The Segundo River (Río Segundo, 'Second River'), also known as Xanaes, is a river in the center-north of the province of Córdoba, Argentina. It is born in the Paravachasca Valley at the confluence of the Los Molinos and Anizacate rivers, on the eastern slopes of the Cumbres de Achala (Sierras Grandes), about 2000 m above mean sea level. It flows west-east and its course forms a reservoir at the Los Molinos Dam (at ), which is employed to generate hydroelectricity. It then flows to the northeast and divides into two main arms, which empty in the Mar Chiquita salt lake, 340 km from its origin. The average inflow is 12.2 m3/s.

Together with the Primero River (Suquía) and the Dulce River, it forms part of the basin of Central Argentina.
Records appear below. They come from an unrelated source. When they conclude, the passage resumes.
//! Selectors collect intersections per candidate and rank the results.
//!
//! A candidate is bracketed by [`Selector::push_selectable`] and
//! [`Selector::pop_selectable`]; every [`Selector::add_intersection`] in
//! between competes for that candidate's best hit.

use reticle_config::PickConfig;
use tracing::trace;

use crate::intersection::{IntersectionBands, SelectionIntersection};

/// Receives hit test results for bracketed candidates
pub trait Selector<K> {
    fn push_selectable(&mut self, key: K);
    fn pop_selectable(&mut self);
    fn add_intersection(&mut self, intersection: SelectionIntersection);
}

/// Running best hit for the currently open bracket
#[derive(Debug, Clone)]
struct Bracket<K> {
    key: K,
    best: SelectionIntersection,
}

/// All valid candidates, ordered from closest to farthest
#[derive(Debug, Clone)]
pub struct SelectionPool<K> {
    entries: Vec<(SelectionIntersection, K)>,
    bands: IntersectionBands,
    current: Option<Bracket<K>>,
}

impl<K> Default for SelectionPool<K> {
    fn default() -> Self {
        Self::new(IntersectionBands::default())
    }
}

impl<K> SelectionPool<K> {
    pub fn new(bands: IntersectionBands) -> Self {
        Self {
            entries: Vec::new(),
            bands,
            current: None,
        }
    }

    /// Insert a ranked entry directly. Invalid intersections are ignored.
    pub fn add_selectable(&mut self, intersection: SelectionIntersection, key: K) {
        if !intersection.is_valid() {
            return;
        }
        self.entries.push((intersection, key));
        self.settle();
    }

    /// Reorder closest first so the result does not depend on insertion order.
    ///
    /// Entries are grouped greedily: each group takes every remaining entry
    /// within the distance band of the nearest one, then orders itself by
    /// depth band and tie-break. Exactly equal hits keep insertion order.
    fn settle(&mut self) {
        let bands = self.bands;
        let distance = |(hit, _): &(SelectionIntersection, K)| hit.distance();
        let depth = |(hit, _): &(SelectionIntersection, K)| hit.depth();
        sort_in_bands(&mut self.entries, distance, bands.distance, |group| {
            sort_in_bands(group, depth, bands.depth, |tied| {
                tied.sort_by(|(a, _), (b, _)| a.distance2().total_cmp(&b.distance2()));
            });
        });
    }

    /// Nothing was hit
    pub fn failed(&self) -> bool {
        self.entries.is_empty()
    }

    pub fn is_empty(&self) -> bool {
        self.entries.is_empty()
    }

    pub fn len(&self) -> usize {
        self.entries.len()
    }

    /// The closest entry
    pub fn best(&self) -> Option<&(SelectionIntersection, K)> {
        self.entries.first()
    }

    pub fn iter(&self) -> impl Iterator<Item = &(SelectionIntersection, K)> {
        self.entries.iter()
    }

    pub fn keys(&self) -> impl Iterator<Item = &K> {
        self.entries.iter().map(|(_, key)| key)
    }
}

/// Sort by `key`, then hand each run within `band` of its first entry to `within`
fn sort_in_bands<T>(
    entries: &mut [T],
    key: impl Fn(&T) -> f32 + Copy,
    band: f32,
    mut within: impl FnMut(&mut [T]),
) {
    entries.sort_by(|a, b| key(a).total_cmp(&key(b)));
    let mut start = 0;
    while start < entries.len() {
        let limit = key(&entries[start]) + band;
        let end = start + entries[start..].partition_point(|entry| key(entry) <= limit);
        within(&mut entries[start..end]);
        start = end;
    }
}

impl<K> IntoIterator for SelectionPool<K> {
    type Item = (SelectionIntersection, K);
    type IntoIter = std::vec::IntoIter<(SelectionIntersection, K)>;

    fn into_iter(self) -> Self::IntoIter {
        self.entries.into_iter()
    }
}

impl<K> Selector<K> for SelectionPool<K> {
    fn push_selectable(&mut self, key: K) {
        debug_assert!(self.current.is_none(), "push_selectable without matching pop");
        self.current = Some(Bracket {
            key,
            best: SelectionIntersection::INVALID,
        });
    }

    fn pop_selectable(&mut self) {
        if let Some(bracket) = self.current.take() {
            self.add_selectable(bracket.best, bracket.key);
        }
    }

    fn add_intersection(&mut self, intersection: SelectionIntersection) {
        let bands = self.bands;
        if let Some(bracket) = self.current.as_mut() {
            bracket.best.assign_if_closer(intersection, &bands);
        }
    }
}

/// Tracks only the single best intersection, regardless of candidate
#[derive(Debug, Clone, Default)]
pub struct BestPointSelector {
    best: SelectionIntersection,
    bands: IntersectionBands,
}

impl BestPointSelector {
    pub fn new(bands: IntersectionBands) -> Self {
        Self {
            best: SelectionIntersection::INVALID,
            bands,
        }
    }

    pub fn is_selected(&self) -> bool {
        self.best.is_valid()
    }

    pub fn best(&self) -> &SelectionIntersection {
        &self.best
    }
}

impl<K> Selector<K> for BestPointSelector {
    fn push_selectable(&mut self, _key: K) {}

    fn pop_selectable(&mut self) {}

    fn add_intersection(&mut self, intersection: SelectionIntersection) {
        self.best.assign_if_closer(intersection, &self.bands);
    }
}

/// Collects every candidate tied with the best one within an epsilon
#[derive(Debug, Clone)]
pub struct BestSelector<K> {
    current: Option<Bracket<K>>,
    best_intersection: SelectionIntersection,
    best: Vec<K>,
    bands: IntersectionBands,
    distance_epsilon: f32,
    depth_epsilon: f32,
}

impl<K> BestSelector<K> {
    pub fn new(config: &PickConfig) -> Self {
        Self::with_epsilon(
            IntersectionBands::from(config),
            config.matching_distance_epsilon,
            config.matching_depth_epsilon,
        )
    }

    pub fn with_epsilon(bands: IntersectionBands, distance_epsilon: f32, depth_epsilon: f32) -> Self {
        Self {
            current: None,
            best_intersection: SelectionIntersection::INVALID,
            best: Vec::new(),
            bands,
            distance_epsilon,
            depth_epsilon,
        }
    }

    /// Candidates tied for best, in test order
    pub fn best(&self) -> &[K] {
        &self.best
    }

    pub fn best_intersection(&self) -> &SelectionIntersection {
        &self.best_intersection
    }

    pub fn into_best(self) -> Vec<K> {
        self.best
    }
}

impl<K> Selector<K> for BestSelector<K> {
    fn push_selectable(&mut self, key: K) {
        debug_assert!(self.current.is_none(), "push_selectable without matching pop");
        self.current = Some(Bracket {
            key,
            best: SelectionIntersection::INVALID,
        });
    }

    fn pop_selectable(&mut self) {
        let Some(bracket) = self.current.take() else {
            return;
        };
        if !bracket.best.is_valid() {
            return;
        }
        if bracket.best.equal_epsilon(
            &self.best_intersection,
            self.distance_epsilon,
            self.depth_epsilon,
        ) {
            self.best.push(bracket.key);
            if bracket.best.is_closer(&self.best_intersection, &self.bands) {
                self.best_intersection = bracket.best;
            }
        } else if bracket.best.is_closer(&self.best_intersection, &self.bands) {
            trace!("BestSelector: new best {:?}", bracket.best);
            self.best.clear();
            self.best.push(bracket.key);
            self.best_intersection = bracket.best;
        }
    }

    fn add_intersection(&mut self, intersection: SelectionIntersection) {
        let bands = self.bands;
        if let Some(bracket) = self.current.as_mut() {
            bracket.best.assign_if_closer(intersection, &bands);
        }
    }
}

/// [`BestSelector`] with a depth epsilon wide enough to select through
/// everything stacked under the pointer
#[derive(Debug, Clone)]
pub struct DeepBestSelector<K>(BestSelector<K>);

impl<K> DeepBestSelector<K> {
    pub fn new(config: &PickConfig) -> Self {
        Self(BestSelector::with_epsilon(
            IntersectionBands::from(config),
            config.matching_distance_epsilon,
            config.deep_matching_depth_epsilon,
        ))
    }

    pub fn best(&self) -> &[K] {
        self.0.best()
    }

    pub fn into_best(self) -> Vec<K> {
        self.0.into_best()
    }
}

impl<K> Selector<K> for DeepBestSelector<K> {
    fn push_selectable(&mut self, key: K) {
        self.0.push_selectable(key);
    }

    fn pop_selectable(&mut self) {
        self.0.pop_selectable();
    }

    fn add_intersection(&mut self, intersection: SelectionIntersection) {
        self.0.add_intersection(intersection);
    }
}

/// Answers only "was anything hit". Feed it already-selected candidates to
/// ask whether the pointer is over the current selection.
#[derive(Debug, Clone, Default)]
pub struct BooleanSelector {
    selected: bool,
    open: bool,
    current: SelectionIntersection,
}

impl BooleanSelector {
    pub fn new() -> Self {
        Self::default()
    }

    pub fn is_selected(&self) -> bool {
        self.selected
    }
}

impl<K> Selector<K> for BooleanSelector {
    fn push_selectable(&mut self, _key: K) {
        self.open = true;
        self.current = SelectionIntersection::INVALID;
    }

    fn pop_selectable(&mut self) {
        if self.open && self.current.is_valid() {
            self.selected = true;
        }
        self.open = false;
        self.current = SelectionIntersection::INVALID;
    }

    fn add_intersection(&mut self, intersection: SelectionIntersection) {
        if self.open && intersection.is_valid() {
            self.current = intersection;
        }
    }
}

#[cfg(test)]
mod tests {
    use super::*;

    fn hit(depth: f32, distance: f32) -> SelectionIntersection {
        SelectionIntersection::new(depth, distance)
    }

    fn feed<S: Selector<u32> + ?Sized>(selector: &mut S, key: u32, hits: &[SelectionIntersection]) {
        selector.push_selectable(key);
        for &h in hits {
            selector.add_intersection(h);
        }
        selector.pop_selectable();
    }

    #[test]
    fn test_empty_pool_failed() {
        let mut pool = SelectionPool::<u32>::default();
        feed(&mut pool, 1, &[]);
        feed(&mut pool, 2, &[SelectionIntersection::INVALID]);
        assert!(pool.failed());
        assert_eq!(pool.len(), 0);
    }

    #[test]
    fn test_pool_keeps_best_per_candidate_and_orders() {
        let mut pool = SelectionPool::default();
        feed(&mut pool, 1, &[hit(0.2, 0.5), hit(0.1, 0.3)]);
        feed(&mut pool, 2, &[hit(0.9, 0.01)]);
        feed(&mut pool, 3, &[hit(0.0, 0.8)]);
        let keys: Vec<u32> = pool.keys().copied().collect();
        assert_eq!(keys, vec![2, 1, 3]);
        assert_eq!(pool.best().unwrap().0.distance(), 0.01);
    }

    #[test]
    fn test_pool_prefers_nearer_polygon_within_band() {
        let mut pool = SelectionPool::default();
        feed(&mut pool, 10, &[hit(0.5, 0.0001)]); // point
        feed(&mut pool, 20, &[hit(0.4, 0.0002)]); // polygon
        assert_eq!(pool.best().unwrap().1, 20);
    }

    #[test]
    fn test_pool_allows_duplicate_keys() {
        let mut pool = SelectionPool::default();
        pool.add_selectable(hit(0.1, 0.1), 'a');
        pool.add_selectable(hit(0.1, 0.1), 'b');
        pool.add_selectable(SelectionIntersection::INVALID, 'c');
        assert_eq!(pool.len(), 2);
        assert!(pool.iter().all(|(i, _)| i.is_valid()));
    }

    #[test]
    fn test_pool_order_ignores_insertion_order_for_chained_ties() {
        let bands = IntersectionBands {
            distance: 0.001,
            depth: 1e-6,
        };
        // a ties b and b ties c on distance, but a and c are a band apart
        let hits = [
            ('a', hit(0.3, 0.0)),
            ('b', hit(0.2, 0.0008)),
            ('c', hit(0.1, 0.0016)),
        ];
        for order in [[0, 1, 2], [2, 1, 0], [1, 2, 0], [2, 0, 1], [0, 2, 1], [1, 0, 2]] {
            let mut pool = SelectionPool::new(bands);
            for i in order {
                pool.add_selectable(hits[i].1, hits[i].0);
            }
            let keys: String = pool.keys().collect();
            assert_eq!(keys, "bac", "insertion order {order:?}");
        }
    }

    #[test]
    fn test_best_point_selector() {
        let mut selector = BestPointSelector::default();
        assert!(!selector.is_selected());
        feed(&mut selector, 0, &[hit(0.5, 0.5), hit(0.5, 0.1)]);
        assert!(selector.is_selected());
        assert_eq!(selector.best().distance(), 0.1);
    }

    #[test]
    fn test_best_selector_collects_ties() {
        let config = PickConfig::default();
        let mut selector = BestSelector::new(&config);
        feed(&mut selector, 1, &[hit(0.5, 0.3)]);
        feed(&mut selector, 2, &[hit(0.5, 0.1)]); // tied within 0.25
        feed(&mut selector, 3, &[hit(0.2, 0.9)]); // worse, not tied
        feed(&mut selector, 4, &[]);
        assert_eq!(selector.best(), &[1, 2]);

        feed(&mut selector, 5, &[hit(0.5, 0.0)]);
        assert_eq!(selector.best(), &[1, 2, 5]);

        let mut selector = BestSelector::new(&config);
        feed(&mut selector, 1, &[hit(0.5, 0.6)]);
        feed(&mut selector, 2, &[hit(0.5, 0.0)]); // strictly better, clears
        assert_eq!(selector.best(), &[2]);
    }

    #[test]
    fn test_deep_selector_ignores_depth() {
        let config = PickConfig::default();
        let mut shallow = BestSelector::<u32>::new(&config);
        let mut deep = DeepBestSelector::new(&config);
        for selector in [&mut shallow as &mut dyn Selector<u32>, &mut deep] {
            feed(selector, 1, &[hit(-0.9, 0.0)]);
            feed(selector, 2, &[hit(0.9, 0.0)]);
        }
        assert_eq!(shallow.best(), &[1]);
        assert_eq!(deep.best(), &[1, 2]);
    }

    #[test]
    fn test_boolean_selector() {
        let mut selector = BooleanSelector::new();
        feed(&mut selector, 1u32, &[SelectionIntersection::INVALID]);
        assert!(!selector.is_selected());
        feed(&mut selector, 2u32, &[hit(0.0, 0.0)]);
        assert!(selector.is_selected());
    }
}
On its path are located the following cities: Río Segundo, Pilar, Villa del Rosario, Tránsito, Arroyito, El Tío, Concepción del Tío, Marull, Balnearia and Altos de Chipión.

The alternative name of Xanaes is said to have its origin in the Native American language of the Comechingones, and has been almost lost until the 1980s, when Xanaes was started being used in maps, perhaps to attract tourism with a more exotic name, but the population of the area continues to use the denomination Segundo.